Another alternative is large section Douglas Fir which is suitable for post-and-beam construction, and can be visually graded to C24. Sawmills once produced mountains of wood chippings and sawdust which were given away to a good home. No longer: there’s very little wastage in the modern timber-processing industry. Any wood left over from milling battens, studs and joists becomes engineered products such as JJI joists, chipboard, Glulam beams, CLT beams and OSB panels. There is another, inter-connected group of companies which makes them. James Jones and Sons’ JJI plant in Forres manufactures composite I-beam joists, typically using finger-jointed spruce for the flanges and OSB for the webs. There’s also Norbord who make Caberboard chipboard at Cowie near Stirling, Egger at Barony in Ayrshire which runs a chipboard and wood recycling plant, and a second Norbord factory which make Sterling Board OSB at Dalcross just outside Inverness. While the Egger and Norbord plants are visible from the train or motorway, and in winter you can see the plumes of steam rising above them from miles away, many of Scotland’s sawmills are tucked away under the eaves of forests far from the Central Belt. Thanks to their rural locations, urban architects might not be aware that there are over 80 large sawmills in Scotland, and their business is steadily expanding. That contrasts with the rest of the building materials industry: the cement works at Dunbar is still working, but steelmaking at Ravenscraig has gone, as has Lanarkshire Steel’s beam mill. Scotland’s last brickworks at Blantyre is hanging on, but sanitary ware manufacturing at Barrhead ended years ago.

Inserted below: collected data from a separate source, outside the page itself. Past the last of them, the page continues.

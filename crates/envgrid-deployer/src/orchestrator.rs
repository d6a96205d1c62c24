//! Orchestrator — owns the deployment lifecycle.
//!
//! A deployment is observable as active only after its manifest is on disk,
//! the runtime reports at least one live resource, and its metadata is
//! stored. Every earlier failure is rolled back before the error returns.

use std::collections::{HashMap, HashSet};
use std::path::PathBuf;
use std::sync::Arc;
use std::time::{Duration, SystemTime};

use envgrid_core::{
    BoxError, DeploymentId, DeploymentInfo, DeploymentStarted, EnvgridConfig, EnvgridError,
    EnvgridResult, ManifestSource, ResourceDescriptor, StartRequest, generate_id, normalize_id,
};
use envgrid_runtime::{RuntimeError, WorkloadRuntime};
use envgrid_state::{FilesystemStore, MetadataStore, StateError};
use serde_json::Value;
use tracing::{debug, error, info, warn};

use crate::admission::{AdmissionController, AdmissionPolicy, managed_ids};
use crate::metadata;
use crate::render::{FileTemplateRenderer, TemplateRenderer, inject_discovery, merge_variables};

/// Process-wide inputs to rendering and reclamation.
#[derive(Debug, Clone)]
pub struct OrchestratorSettings {
    pub default_template: String,
    pub default_variables: String,
    pub discovery_server: Option<String>,
    /// Environment snapshot merged with the config variables table.
    pub process_variables: HashMap<String, String>,
    /// Minimum age of an orphaned directory before it is reclaimed.
    pub delete_period: Duration,
}

impl OrchestratorSettings {
    pub fn from_config<I>(config: &EnvgridConfig, env: I) -> Self
    where
        I: IntoIterator<Item = (String, String)>,
    {
        Self {
            default_template: config.template.clone(),
            default_variables: config.variables.clone(),
            discovery_server: config.discovery_server.clone(),
            process_variables: config.process_variables(env),
            delete_period: config.delete_period(),
        }
    }
}

fn boxed<E: std::error::Error + Send + Sync + 'static>(err: E) -> Option<BoxError> {
    Some(Box::new(err))
}

fn status_err(err: RuntimeError) -> EnvgridError {
    EnvgridError::status_failed("runtime status query", boxed(err))
}

/// The deployment lifecycle engine.
pub struct Orchestrator<R: WorkloadRuntime> {
    runtime: Arc<R>,
    admission: AdmissionController<R>,
    renderer: Arc<dyn TemplateRenderer>,
    fs: FilesystemStore,
    metadata: Arc<MetadataStore>,
    settings: OrchestratorSettings,
}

Each closure means more imports. So it isn’t always easy to specify conscientiously and until recently, the promotion of Scottish materials may have seemed like a patriotic gimmick. Yet thanks in particular to Brexit and Ukraine, with the additional shocks of Covid and climate change, the stars have aligned. Cost, lead-times, carbon intensity, quality, transport issues and bureaucracy all point to the need to specify local materials, and there are historic precedents for the fix we find ourselves in. Reinforced concrete construction boomed in the 1950’s and early 60’s when structural steel sections were at a premium, so it was easier to secure a few tons of reinforcement bar and mesh fabric, rather than a few hundred tons of structural beams and columns. The steel shortage was a supply-side issue, just like many of today’s materials shortages.

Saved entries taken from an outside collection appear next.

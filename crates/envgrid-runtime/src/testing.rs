//! In-memory stand-in for docker and kubectl.
//!
//! `FakeEngine` implements [`ProcessRunner`] by interpreting the command
//! lines the runtimes emit and keeping a set of live projects, so the
//! deployment engine can be exercised without a container engine. Docker
//! projects whose containers have exited are kept apart and only show up
//! in `docker ps -a`.

use std::collections::{BTreeSet, HashSet};
use std::sync::Mutex;

use async_trait::async_trait;

use crate::error::ProcessError;
use crate::process::{ProcessOutput, ProcessRunner};

#[derive(Default)]
struct Inner {
    unavailable: bool,
    hollow_up: bool,
    crash_on_up: bool,
    projects: BTreeSet<String>,
    exited: BTreeSet<String>,
    failures: Vec<String>,
    calls: Vec<String>,
    memory: Vec<f64>,
    networks: Vec<String>,
    attachments: HashSet<(String, String)>,
}

/// Scriptable fake container engine.
#[derive(Default)]
pub struct FakeEngine {
    inner: Mutex<Inner>,
}

impl FakeEngine {
    pub fn new() -> Self {
        Self::default()
    }

    fn with<T>(&self, f: impl FnOnce(&mut Inner) -> T) -> T {
        let mut inner = self.inner.lock().unwrap_or_else(|e| e.into_inner());
        f(&mut inner)
    }

    /// Make every command fail as if the daemon were unreachable.
    pub fn set_available(&self, available: bool) {
        self.with(|i| i.unavailable = !available);
    }

    /// Make `up` report success without creating any resources.
    pub fn set_hollow_up(&self, hollow: bool) {
        self.with(|i| i.hollow_up = hollow);
    }

    /// Make every container exit right after `compose up`.
    pub fn set_crash_on_up(&self, crash: bool) {
        self.with(|i| i.crash_on_up = crash);
    }

    /// Fail every command line containing `pattern`.
    pub fn fail_matching(&self, pattern: &str) {
        self.with(|i| i.failures.push(pattern.to_string()));
    }

    pub fn clear_failures(&self) {
        self.with(|i| i.failures.clear());
    }

    /// Per-container (docker) or per-node (kubectl) memory percentages.
    pub fn set_memory(&self, values: &[f64]) {
        self.with(|i| i.memory = values.to_vec());
    }

    pub fn add_network(&self, name: &str) {
        self.with(|i| i.networks.push(name.to_string()));
    }

    /// Register a live project without going through `up`.
    pub fn add_project(&self, id: &str) {
        self.with(|i| {
            i.projects.insert(id.to_string());
        });
    }

    pub fn remove_project(&self, id: &str) {
        self.with(|i| {
            i.projects.remove(id);
        });
    }

    /// Stop the containers of a live project, leaving them in exited state.
    pub fn crash_project(&self, id: &str) {
        self.with(|i| {
            if i.projects.remove(id) {
                i.exited.insert(id.to_string());
            }
        });
    }

    pub fn exited_projects(&self) -> Vec<String> {
        self.with(|i| i.exited.iter().cloned().collect())
    }

    pub fn projects(&self) -> Vec<String> {
        self.with(|i| i.projects.iter().cloned().collect())
    }

    pub fn is_attached(&self, network: &str, container: &str) -> bool {
        self.with(|i| {
            i.attachments
                .contains(&(network.to_string(), container.to_string()))
        })
    }

    /// Every command line seen so far, space-joined.
    pub fn calls(&self) -> Vec<String> {
        self.with(|i| i.calls.clone())
    }

    pub fn calls_matching(&self, pattern: &str) -> usize {
        self.with(|i| i.calls.iter().filter(|c| c.contains(pattern)).count())
    }

    fn respond(&self, argv: &[String]) -> ProcessOutput {
        let line = argv.join(" ");
        self.with(|inner| {
            inner.calls.push(line.clone());
            if inner.unavailable {
                return ProcessOutput::failed(
                    1,
                    "Cannot connect to the Docker daemon. Is the docker daemon running?",
                );
            }
            if inner.failures.iter().any(|p| line.contains(p.as_str())) {
                return ProcessOutput::failed(1, format!("scripted failure: {line}"));
            }
            let args: Vec<&str> = argv.iter().map(String::as_str).collect();
            match args.as_slice() {
                ["docker", "info", ..] => ProcessOutput::ok("24.0.7\n"),
                ["docker", "compose", rest @ ..] => compose(inner, rest),
                ["docker", "ps", rest @ ..] => ps(inner, rest),
                ["docker", "stats", ..] => ProcessOutput::ok(
                    inner
                        .memory
                        .iter()
                        .map(|m| format!("{m}%\n"))
                        .collect::<String>(),
                ),
                ["docker", "network", "ls", .., filter, _, _] if filter.starts_with("name=") => {
                    let fragment = filter.trim_start_matches("name=");
                    let matching: BTreeSet<String> = inner
                        .networks
                        .iter()
                        .filter(|n| n.contains(fragment))
                        .cloned()
                        .collect();
                    ProcessOutput::ok(lines(&matching))
                }
                ["docker", "network", "connect", network, container] => {
                    let key = (network.to_string(), container.to_string());
                    if !inner.networks.iter().any(|n| n == network) {
                        ProcessOutput::failed(
                            1,
                            format!("Error response from daemon: network {network} not found"),
                        )
                    } else if inner.attachments.contains(&key) {
                        ProcessOutput::failed(
                            1,
                            format!(
                                "Error response from daemon: endpoint with name {container} already exists in network {network}"
                            ),
                        )
                    } else {
                        inner.attachments.insert(key);
                        ProcessOutput::ok("")
                    }
                }
                ["docker", "network", "disconnect", network, container] => {
                    let key = (network.to_string(), container.to_string());
                    if inner.attachments.remove(&key) {
                        ProcessOutput::ok("")
                    } else {
                        ProcessOutput::failed(
                            1,
                            format!(
                                "Error response from daemon: container {container} is not connected to network {network}"
                            ),
                        )
                    }
                }
                ["kubectl", "get", "--raw", ..] => ProcessOutput::ok("ok"),
                ["kubectl", "create", "namespace", id] => {
                    if inner.projects.contains(*id) {
                        ProcessOutput::failed(
                            1,
                            format!("Error from server (AlreadyExists): namespaces \"{id}\" already exists"),
                        )
                    } else {
                        if !inner.hollow_up {
                            inner.projects.insert(id.to_string());
                        }
                        ProcessOutput::ok(format!("namespace/{id} created\n"))
                    }
                }
                ["kubectl", "delete", "namespace", id, ..] => {
                    inner.projects.remove(*id);
                    ProcessOutput::ok("")
                }
                ["kubectl", "get", "pods", "-n", id, ..] => {
                    if inner.projects.contains(*id) {
                        ProcessOutput::ok(format!("uid-{id} {id}-app-0 Running busybox:1.36\n"))
                    } else {
                        ProcessOutput::ok("")
                    }
                }
                ["kubectl", "get", "namespaces", ..] => ProcessOutput::ok(lines(&inner.projects)),
                ["kubectl", "top", "nodes", ..] => ProcessOutput::ok(
                    inner
                        .memory
                        .iter()
                        .enumerate()
                        .map(|(n, m)| format!("node-{n} 100m 5% 512Mi {m}%\n"))
                        .collect::<String>(),
                ),
                ["kubectl", "logs", ..] => ProcessOutput::ok("hello from pod\n"),
                ["sh", "-c", command] => shell(command),
                _ => ProcessOutput::ok(""),
            }
        })
    }
}

fn lines(set: &BTreeSet<String>) -> String {
    set.iter().map(|s| format!("{s}\n")).collect()
}

/// `docker ps [-a] --filter label=...=<id> --format ...` or
/// `docker ps [-a] --format <project label>`.
fn ps(inner: &Inner, args: &[&str]) -> ProcessOutput {
    let (all, args) = match args {
        ["-a", rest @ ..] => (true, rest),
        rest => (false, rest),
    };
    match args {
        ["--filter", filter, ..] => {
            let id = filter.rsplit('=').next().unwrap_or_default();
            if inner.projects.contains(id) {
                ProcessOutput::ok(format!("c0ffee;{id}_app_1;Up 1 second;busybox:1.36\n"))
            } else if all && inner.exited.contains(id) {
                ProcessOutput::ok(format!(
                    "c0ffee;{id}_app_1;Exited (1) 2 seconds ago;busybox:1.36\n"
                ))
            } else {
                ProcessOutput::ok("")
            }
        }
        ["--format", ..] if all => {
            let every: BTreeSet<String> = inner.projects.union(&inner.exited).cloned().collect();
            ProcessOutput::ok(lines(&every))
        }
        ["--format", ..] => ProcessOutput::ok(lines(&inner.projects)),
        _ => ProcessOutput::ok(""),
    }
}

fn compose(inner: &mut Inner, args: &[&str]) -> ProcessOutput {
    let Some(pos) = args.iter().position(|a| *a == "-p") else {
        return ProcessOutput::failed(1, "no project name");
    };
    let Some(id) = args.get(pos + 1) else {
        return ProcessOutput::failed(1, "no project name");
    };
    match args.get(pos + 2) {
        Some(&"up") => {
            inner.exited.remove(*id);
            if inner.crash_on_up {
                inner.exited.insert(id.to_string());
            } else if !inner.hollow_up {
                inner.projects.insert(id.to_string());
            }
            ProcessOutput::ok("")
        }
        Some(&"down") => {
            inner.projects.remove(*id);
            inner.exited.remove(*id);
            ProcessOutput::ok("")
        }
        Some(&"logs") => ProcessOutput::ok(format!("{id}_app_1  | hello\n")),
        _ => ProcessOutput::ok(""),
    }
}

/// Tiny subset of `sh -c`: `echo ...` and `exit N`.
fn shell(command: &str) -> ProcessOutput {
    if let Some(text) = command.strip_prefix("echo ") {
        ProcessOutput::ok(format!("{text}\n"))
    } else if let Some(code) = command.strip_prefix("exit ") {
        ProcessOutput::failed(code.trim().parse().unwrap_or(1), "")
    } else {
        ProcessOutput::ok("")
    }
}

#[async_trait]
impl ProcessRunner for FakeEngine {
    async fn run(&self, argv: &[String]) -> Result<ProcessOutput, ProcessError> {
        if argv.is_empty() {
            return Err(ProcessError::EmptyCommand);
        }
        let mut out = self.respond(argv);
        out.pid = Some(4242);
        Ok(out)
    }

    async fn spawn_detached(&self, command: &str) -> Result<u32, ProcessError> {
        self.with(|i| i.calls.push(format!("detached: {command}")));
        Ok(4242)
    }
}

There are also demand-side issues. For example, without the patronage of the North of Scotland Hydro Electric Board during the 1950’s and 60’s, Scotland’s natural stone industry would have died. Instead, the Board’s enlightened policy to Buy Scottish kept quarries open and craftsmen in work, just as the timber industry today relies on architects specifying locally-grown timber and products made from it. The Scottish timber industry has the advantage of being propelled both by demand and supply. Using more native timber can reduce Scotland’s dependence on imports, and improved technology enables sawmills to use a greater proportion of the harvested timber. All that remains is for architects to specify Scottish in a conscious way to break the chain of globalisation.